Bank Teller:  But you had a gun.  And you yelled, “This is a stick up.”

Patti Hearst: But I was just making an observation.  It appeared that it was a stick up.

Bank Teller:  Say what?

It’s not like this hasn’t happened before with Ingram.  In fact, Ingram’s loose-cannon comments happen over and over again.

Here’s an excerpt from Pension Vocabulary of April 15 (entitled Appeasement), in which we looked at one more of Ingram’s rebuttals to questions regarding inappropriate and injurious comments as a head of TRS.   Mr. Ingram printed an editorial in the Chicago Tribune on Tuesday, April 10, 2012, that stated clearly:

“Neither I nor Teachers Retirement System is proposing any changes in member benefits, especially a reduction in the current annual cost-of-living adjustment…It is not our role at TRS to suggest a solution to this problem.”

Four paragraphs later, Mr. Ingram once again warns that he has told his board significant changes must occur in order to avoid insolvency, and these changes need come from newly generated revenue sources. 

“For the media, he has “outlined possible areas where lawmakers may look for a solution.  There are only a few options available and none is very pleasant to discuss – changes in the cost of living adjustment; in member contributions; in retirement age; and in the benefit formula; as well as increased revenues through taxes” (Teacher Benefits. Voice of the People: Chicago Tribune. 10 April 2012.).

Here we are again.

A recently drafted letter (October 11, 2012) by President Dan Montgomery of the Illinois Federation of Teachers declares Ingram unfit as Director of TRS.  Perhaps Dan Montgomery remembers Ingram’s earlier blunders and fumbling attempts to recover, but it is clear that IFT leadership has had quite enough.
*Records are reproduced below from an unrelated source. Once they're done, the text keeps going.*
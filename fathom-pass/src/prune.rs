use fathom_ct::{CtKind, CtProgram};
use fathom_dag::NodeId;
use tracing::debug;

fn other_parent_of(program: &CtProgram, parent: NodeId, child: NodeId) -> NodeId {
    let others: Vec<NodeId> = program
        .dag()
        .parents(child)
        .iter()
        .copied()
        .filter(|p| *p != parent)
        .collect();
    assert!(others.len() == 1, "binary op with one non-zero parent");
    others[0]
}

// Ops fed by a zero fold: rotates and multiplies collapse onto the zero,
// adds lose the zero edge. Additive plaintext ops and outputs stay put.
fn prune_descendants(program: &mut CtProgram, zero: NodeId) {
    loop {
        let children: Vec<NodeId> = {
            let mut distinct = program.dag().children(zero).to_vec();
            distinct.sort_unstable();
            distinct.dedup();
            distinct
        };
        for child in &children {
            let child = *child;
            if !program.dag().contains(child) {
                continue;
            }
            match program.dag().value(child).kind() {
                CtKind::Rotate { .. } | CtKind::MulCP { .. } | CtKind::MulCS { .. } => {
                    program.dag_mut().remove_node(child);
                }
                CtKind::MulCC => {
                    let other = other_parent_of(program, zero, child);
                    program.dag_mut().remove_edge(other, child);
                    program.dag_mut().remove_node(child);
                }
                CtKind::AddCC => {
                    program.dag_mut().remove_edge(zero, child);
                }
                _ => {}
            }
        }
        let mut now: Vec<NodeId> = program.dag().children(zero).to_vec();
        now.sort_unstable();
        now.dedup();
        if now == children {
            break;
        }
    }
}

/// Fold operations whose sole ciphertext operand is a shared zero. The
/// node constructors already avoid emitting these; this pass cleans up
/// dags that arrived by deserialization or hand construction.
pub fn prune_zero_noops(program: &mut CtProgram) {
    let zeroes: Vec<NodeId> = program
        .dag()
        .sentinel_children()
        .iter()
        .copied()
        .filter(|id| program.dag().value(*id).kind().is_zero())
        .collect();
    for zero in &zeroes {
        prune_descendants(program, *zero);
    }
    debug!(target: "fathom", zeroes = zeroes.len(), "pruned zero-fed noops");
}
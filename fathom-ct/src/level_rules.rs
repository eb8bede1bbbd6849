use crate::program::ProgramContext;
use fathom_base::{Level, LevelInfo, LogScale};

// Planning-time cost rules: what level/scale a freshly emitted op would
// settle at once waterline rescaling has run. The node constructors in
// `program.rs` record the raw pre-rescale values; these helpers are what
// plan-level cost queries use.

/// Drop levels until the scale falls below the waterline: each step takes
/// one level and `log_eva_s_f` off the scale.
pub fn waterline_rescale(
    log_eva_s_w: LogScale,
    log_eva_s_f: LogScale,
    level_info: LevelInfo,
) -> LevelInfo {
    let mut level = level_info.level;
    let mut log_scale = level_info.log_scale;
    while log_scale >= log_eva_s_w + log_eva_s_f {
        log_scale = log_scale - log_eva_s_f;
        level = Level::new(level.value() - 1);
    }
    LevelInfo::new(level, log_scale)
}

pub fn level_info_for_add_cc(
    context: &ProgramContext,
    parent_1: LevelInfo,
    parent_2: LevelInfo,
) -> LevelInfo {
    let level = parent_1.level.min(parent_2.level);
    let log_scale = parent_1.log_scale.max(parent_2.log_scale);
    waterline_rescale(
        context.log_scale(),
        context.log_scale(),
        LevelInfo::new(level, log_scale),
    )
}

pub fn level_info_for_mul_cc(
    context: &ProgramContext,
    parent_1: LevelInfo,
    parent_2: LevelInfo,
) -> LevelInfo {
    let level = parent_1.level.min(parent_2.level);
    let log_scale = parent_1.log_scale + parent_2.log_scale;
    waterline_rescale(
        context.log_scale(),
        context.log_scale(),
        LevelInfo::new(level, log_scale),
    )
}

// The plaintext operand is assumed to sit at the ciphertext's scale.
pub fn level_info_for_mul_cp(context: &ProgramContext, parent: LevelInfo) -> LevelInfo {
    waterline_rescale(
        context.log_scale(),
        context.log_scale(),
        LevelInfo::new(parent.level, parent.log_scale + parent.log_scale),
    )
}

pub fn level_info_for_add_cp(_context: &ProgramContext, parent: LevelInfo) -> LevelInfo {
    parent
}

pub fn level_info_for_mul_cs(context: &ProgramContext, parent: LevelInfo) -> LevelInfo {
    level_info_for_mul_cp(context, parent)
}

pub fn level_info_for_add_cs(context: &ProgramContext, parent: LevelInfo) -> LevelInfo {
    level_info_for_add_cp(context, parent)
}

pub fn level_info_for_rotate_c(_context: &ProgramContext, parent: LevelInfo) -> LevelInfo {
    parent
}

// Backend masks are all ones and zeroes but are encoded at the program
// scale anyway.
pub fn level_info_for_backend_mask(context: &ProgramContext, parent: LevelInfo) -> LevelInfo {
    level_info_for_mul_cp(context, parent)
}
"Mr. Ingram may think he can mislead the members of the TRS Board of Trustees into believing that his remarks do not violate their fiduciary responsibility or their own resolutions regarding TRS advocacy.  We have more faith in the board members than that.  Mr. Ingram would like the public and other unions to believe his comments are merely an intellectual exercise and not meant to promote his own preferred solutions to the pension crisis (Fred Klonsky).

“Dick Ingram should resign from his position as TRS director.”